Netflix Film Review “Devil” (2010) #NetflixReviews @MNIGHTSHYAMALAN

When the Devil’s near … Toast falls jelly-side down

Devil is a murder-mystery concept piece set mainly in the confines of a lift. Five strangers enter said lift together only to get stuck between floors. Bad enough, you might think. But when one of the five is murdered during a momentary blackout, all Hell breaks loose. Meanwhile outside, our intrepid damaged-goods Policeman tries to solve the unfolding lift-based mystery whilst keeping his shit together.

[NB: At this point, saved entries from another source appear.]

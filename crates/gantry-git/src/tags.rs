//! Tag listing and the per-module tag registry
//!
//! Module release tags follow the `{modulePath}/v{semver}` convention, with
//! bare `v{semver}` tags belonging to the repository root module.

use std::collections::BTreeMap;

use semver::Version;
use tracing::debug;

use gantry_core::error::{GitError, Result};

use crate::repository::GitRepo;

impl GitRepo {
    /// All tag names in the repository, sorted.
    pub fn tags(&self) -> Result<Vec<String>> {
        let names = self.repo.tag_names(None).map_err(GitError::Git2)?;
        let mut tags: Vec<String> = names.iter().flatten().map(str::to_string).collect();
        tags.sort();
        debug!(count = tags.len(), "listed tags");
        Ok(tags)
    }
}

/// Registry of semantic-version tags grouped per module path, most recent
/// first.
#[derive(Debug, Clone, Default)]
pub struct ModuleTags {
    tags: BTreeMap<String, Vec<Version>>,
}

impl ModuleTags {
    /// Classify a flat list of repository tags into per-module version
    /// lists. Tags that do not follow the module tag convention are ignored.
    pub fn parse(tags: &[String]) -> Self {
        let mut grouped: BTreeMap<String, Vec<Version>> = BTreeMap::new();

        for tag in tags {
            if let Some((module, version)) = parse_module_tag(tag) {
                grouped.entry(module).or_default().push(version);
            }
        }

        for versions in grouped.values_mut() {
            versions.sort_by(|a, b| b.cmp(a));
        }

        Self { tags: grouped }
    }

    /// The most recent semantic-version tag for the module path, formatted
    /// with its leading `v`.
    pub fn latest(&self, module: &str) -> Option<String> {
        self.tags
            .get(module)
            .and_then(|versions| versions.first())
            .map(|v| format!("v{v}"))
    }

    /// The module paths that have at least one release tag, in sorted order.
    pub fn module_paths(&self) -> impl Iterator<Item = &str> {
        self.tags.keys().map(String::as_str)
    }
}

/// Split a repository tag into its module path and version. Returns `None`
/// for tags that do not follow the module tag convention. Bare version tags
/// map to the root module path `.`.
pub fn parse_module_tag(tag: &str) -> Option<(String, Version)> {
    let (module, version) = match tag.rsplit_once('/') {
        Some((module, version)) => (module.to_string(), version),
        None => (".".to_string(), tag),
    };

    let version = version.strip_prefix('v')?;
    let version = Version::parse(version).ok()?;
    Some((module, version))
}

/// Format the release tag for a module path and version. The version must be
/// a `v`-prefixed semantic version; the root module path `.` produces a bare
/// version tag.
pub fn module_tag(module: &str, version: &str) -> Result<String> {
    let valid = version
        .strip_prefix('v')
        .and_then(|v| Version::parse(v).ok())
        .is_some();
    if !valid {
        return Err(GitError::InvalidTag(format!("{module}/{version}")).into());
    }

    if module == "." {
        Ok(version.to_string())
    } else {
        Ok(format!("{module}/{version}"))
    }
}
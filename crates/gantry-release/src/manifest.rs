//! Release manifest construction
//!
//! Summarizes a calculated release into a JSON manifest: the release id, the
//! modules being released with their version transitions, and the Git tags to
//! create.

use std::collections::BTreeMap;

use serde::{Deserialize, Serialize};
use tracing::info;

use gantry_core::error::{ReleaseError, Result};
use gantry_core::tree::ModuleTree;
use gantry_git::module_tag;

use crate::calculate::{ModuleChange, ModuleRecord};
use crate::version::calculate_next_version;

/// A release description of changed modules and their associated tags.
#[derive(Debug, Clone, PartialEq, Eq, Serialize, Deserialize)]
pub struct Manifest {
    /// Release identifier.
    pub id: String,

    /// Whether a repository-wide release tag should be created. Single-module
    /// repositories are identified by their module version instead.
    pub with_release_tag: bool,

    /// Released modules keyed by relative repository path.
    pub modules: BTreeMap<String, ModuleManifest>,

    /// The Git tags to create, sorted.
    pub tags: Vec<String>,
}

/// A changed module's entry in a release manifest.
#[derive(Debug, Clone, PartialEq, Eq, Serialize, Deserialize)]
pub struct ModuleManifest {
    /// The module identity path.
    pub module_path: String,

    /// The version being released from, absent for new modules.
    #[serde(default, skip_serializing_if = "Option::is_none")]
    pub from: Option<String>,

    /// The version being released.
    pub to: String,

    /// The kinds of change that made the module release-worthy.
    #[serde(default, skip_serializing_if = "ModuleChange::is_empty")]
    pub changes: ModuleChange,

    /// The changed files, present in verbose manifests only.
    #[serde(default, skip_serializing_if = "Vec::is_empty")]
    pub file_changes: Vec<String>,

    /// Identifiers of the changelog annotations applied to this module.
    #[serde(default, skip_serializing_if = "Vec::is_empty")]
    pub annotations: Vec<String>,
}

/// Build the release manifest for a calculated set of module records.
/// Unchanged modules and modules configured not to be tagged are left out.
pub fn build_release_manifest(
    tree: &ModuleTree,
    id: &str,
    modules: &BTreeMap<String, ModuleRecord>,
    verbose: bool,
    pre_release: Option<&str>,
) -> Result<Manifest> {
    let mut manifest = Manifest {
        id: id.to_string(),
        with_release_tag: true,
        modules: BTreeMap::new(),
        tags: Vec::new(),
    };

    for (module_path, record) in modules {
        if record.changes.is_empty() || record.policy.no_tag {
            continue;
        }

        let next = calculate_next_version(
            module_path,
            record.latest.as_deref(),
            &record.policy,
            &record.annotations,
            pre_release,
        )?;

        let file_changes = if verbose {
            record.file_changes.clone()
        } else {
            Vec::new()
        };

        manifest.tags.push(module_tag(&record.rel_repo_path, &next)?);
        manifest.modules.insert(
            record.rel_repo_path.clone(),
            ModuleManifest {
                module_path: module_path.clone(),
                from: record.latest.clone(),
                to: next,
                changes: record.changes,
                file_changes,
                annotations: record.annotations.iter().map(|a| a.id.clone()).collect(),
            },
        );
    }

    // Only multi-module repositories get a repository-wide release tag.
    // Single-module repositories are identified by the root module's version,
    // current or next.
    let repo_modules = tree.list();
    if let [root] = repo_modules.as_slice() {
        let root_path = root.path();
        manifest.id = match manifest.modules.get(root_path) {
            Some(entry) => entry.to.clone(),
            None => modules
                .values()
                .find(|r| r.rel_repo_path == root_path)
                .and_then(|r| r.latest.clone())
                .ok_or_else(|| ReleaseError::MissingRootModule(root_path.to_string()))?,
        };
        manifest.with_release_tag = false;
    }

    manifest.tags.sort();
    manifest.tags.dedup();

    info!(
        id = %manifest.id,
        modules = manifest.modules.len(),
        tags = manifest.tags.len(),
        "built release manifest"
    );
    Ok(manifest)
}

#[cfg(test)]
mod tests {
    use super::*;
    use gantry_changelog::{Annotation, ChangeType};
    use gantry_core::config::ModulePolicy;

    fn record(
        module_path: &str,
        rel_path: &str,
        latest: Option<&str>,
        changes: ModuleChange,
    ) -> ModuleRecord {
        ModuleRecord {
            module_path: module_path.to_string(),
            rel_repo_path: rel_path.to_string(),
            latest: latest.map(str::to_string),
            changes,
            file_changes: vec!["main.go".to_string()],
            annotations: vec![],
            policy: ModulePolicy::default(),
            requires: vec![],
        }
    }

    fn source_change() -> ModuleChange {
        ModuleChange {
            source_change: true,
            ..Default::default()
        }
    }

    fn multi_module_tree() -> ModuleTree {
        let mut tree = ModuleTree::new();
        tree.insert(".", &[]).unwrap();
        tree.insert("config", &[]).unwrap();
        tree.insert("internal/tools", &[]).unwrap();
        tree
    }

    #[test]
    fn test_build_manifest_multi_module() {
        let tree = multi_module_tree();

        let mut modules = BTreeMap::new();
        modules.insert(
            "example.com/repo".to_string(),
            record("example.com/repo", ".", Some("v1.2.3"), source_change()),
        );
        modules.insert(
            "example.com/repo/config".to_string(),
            record("example.com/repo/config", "config", None, ModuleChange {
                new_module: true,
                ..Default::default()
            }),
        );
        // unchanged modules stay out of the manifest
        modules.insert(
            "example.com/repo/internal/tools".to_string(),
            record(
                "example.com/repo/internal/tools",
                "internal/tools",
                Some("v1.0.0"),
                ModuleChange::default(),
            ),
        );

        let manifest =
            build_release_manifest(&tree, "2021-10-27", &modules, false, None).unwrap();

        assert_eq!(manifest.id, "2021-10-27");
        assert!(manifest.with_release_tag);
        assert_eq!(manifest.modules.len(), 2);

        let root = &manifest.modules["."];
        assert_eq!(root.from.as_deref(), Some("v1.2.3"));
        assert_eq!(root.to, "v1.2.4");
        assert!(root.file_changes.is_empty());

        let config = &manifest.modules["config"];
        assert_eq!(config.from, None);
        assert_eq!(config.to, "v1.0.0-preview");

        assert_eq!(manifest.tags, vec!["config/v1.0.0-preview", "v1.2.4"]);
    }

    #[test]
    fn test_build_manifest_skips_no_tag_modules() {
        let tree = multi_module_tree();

        let mut modules = BTreeMap::new();
        modules.insert(
            "example.com/repo".to_string(),
            record("example.com/repo", ".", Some("v1.2.3"), source_change()),
        );
        let mut tools = record(
            "example.com/repo/internal/tools",
            "internal/tools",
            Some("v1.0.0"),
            source_change(),
        );
        tools.policy = ModulePolicy {
            no_tag: true,
            ..Default::default()
        };
        modules.insert("example.com/repo/internal/tools".to_string(), tools);

        let manifest =
            build_release_manifest(&tree, "2021-10-27", &modules, false, None).unwrap();
        assert_eq!(manifest.modules.len(), 1);
        assert_eq!(manifest.tags, vec!["v1.2.4"]);
    }

    #[test]
    fn test_build_manifest_verbose_and_annotations() {
        let tree = multi_module_tree();

        let mut modules = BTreeMap::new();
        let mut root = record("example.com/repo", ".", Some("v1.2.3"), source_change());
        root.annotations = vec![Annotation {
            id: "abc123".to_string(),
            change_type: ChangeType::BugFix,
            description: String::new(),
            modules: vec![".".to_string()],
        }];
        modules.insert("example.com/repo".to_string(), root);

        let manifest =
            build_release_manifest(&tree, "2021-10-27", &modules, true, None).unwrap();

        let root = &manifest.modules["."];
        assert_eq!(root.file_changes, vec!["main.go"]);
        assert_eq!(root.annotations, vec!["abc123"]);
    }

    #[test]
    fn test_build_manifest_single_module_changed() {
        let mut tree = ModuleTree::new();
        tree.insert(".", &[]).unwrap();

        let mut modules = BTreeMap::new();
        modules.insert(
            "example.com/repo".to_string(),
            record("example.com/repo", ".", Some("v1.2.3"), source_change()),
        );

        let manifest =
            build_release_manifest(&tree, "2021-10-27", &modules, false, None).unwrap();

        assert_eq!(manifest.id, "v1.2.4");
        assert!(!manifest.with_release_tag);
        assert_eq!(manifest.tags, vec!["v1.2.4"]);
    }

    #[test]
    fn test_build_manifest_single_module_unchanged() {
        let mut tree = ModuleTree::new();
        tree.insert(".", &[]).unwrap();

        let mut modules = BTreeMap::new();
        modules.insert(
            "example.com/repo".to_string(),
            record("example.com/repo", ".", Some("v1.0.1"), ModuleChange::default()),
        );

        let manifest =
            build_release_manifest(&tree, "2021-10-27", &modules, false, None).unwrap();

        assert_eq!(manifest.id, "v1.0.1");
        assert!(!manifest.with_release_tag);
        assert!(manifest.modules.is_empty());
        assert!(manifest.tags.is_empty());
    }

    #[test]
    fn test_build_manifest_single_module_missing_record() {
        let mut tree = ModuleTree::new();
        tree.insert(".", &[]).unwrap();

        let modules = BTreeMap::new();
        let err = build_release_manifest(&tree, "2021-10-27", &modules, false, None).unwrap_err();
        assert!(matches!(
            err,
            gantry_core::error::GantryError::Release(ReleaseError::MissingRootModule(_))
        ));
    }

    #[test]
    fn test_manifest_json_shape() {
        let manifest = Manifest {
            id: "2021-10-27".to_string(),
            with_release_tag: true,
            modules: BTreeMap::from([(
                "config".to_string(),
                ModuleManifest {
                    module_path: "example.com/repo/config".to_string(),
                    from: None,
                    to: "v1.0.0-preview".to_string(),
                    changes: ModuleChange {
                        new_module: true,
                        ..Default::default()
                    },
                    file_changes: vec![],
                    annotations: vec![],
                },
            )]),
            tags: vec!["config/v1.0.0-preview".to_string()],
        };

        let value = serde_json::to_value(&manifest).unwrap();
        assert_eq!(value["id"], "2021-10-27");
        assert_eq!(value["with_release_tag"], true);

        let entry = &value["modules"]["config"];
        assert_eq!(entry["to"], "v1.0.0-preview");
        assert_eq!(entry["changes"]["new_module"], true);
        // absent and empty fields are omitted
        assert!(entry.get("from").is_none());
        assert!(entry.get("file_changes").is_none());
        assert!(entry["changes"].get("source_change").is_none());

        let parsed: Manifest = serde_json::from_value(value).unwrap();
        assert_eq!(parsed, manifest);
    }
}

Devil could have made a good episode of The Twilight Zone (albeit, without the scenes outside the lift). As it was, Devil made for a tense and entertaining horror-mystery. Coming from the mind of M. Knight Shyamalan, there is of course a twist ending, which is reasonably effective, although not totally unforeseeable. And being an M. Knight movie, we can play some Shyamalan Bingo™:

  • there was some flabby and ridiculous dialogue (“When he’s [the Devil] near, everything goes wrong. Toast falls jelly-side down, children hit tables, and people get hurt.”),
  • a somewhat awkwardly shoehorned religious aspect (handled clumsily with the gibbering Mexican Catholic expositor),
  • cheesiness (the awkward mattress salesman and his banter),
  • and a damaged protagonist suffering from a traumatic loss.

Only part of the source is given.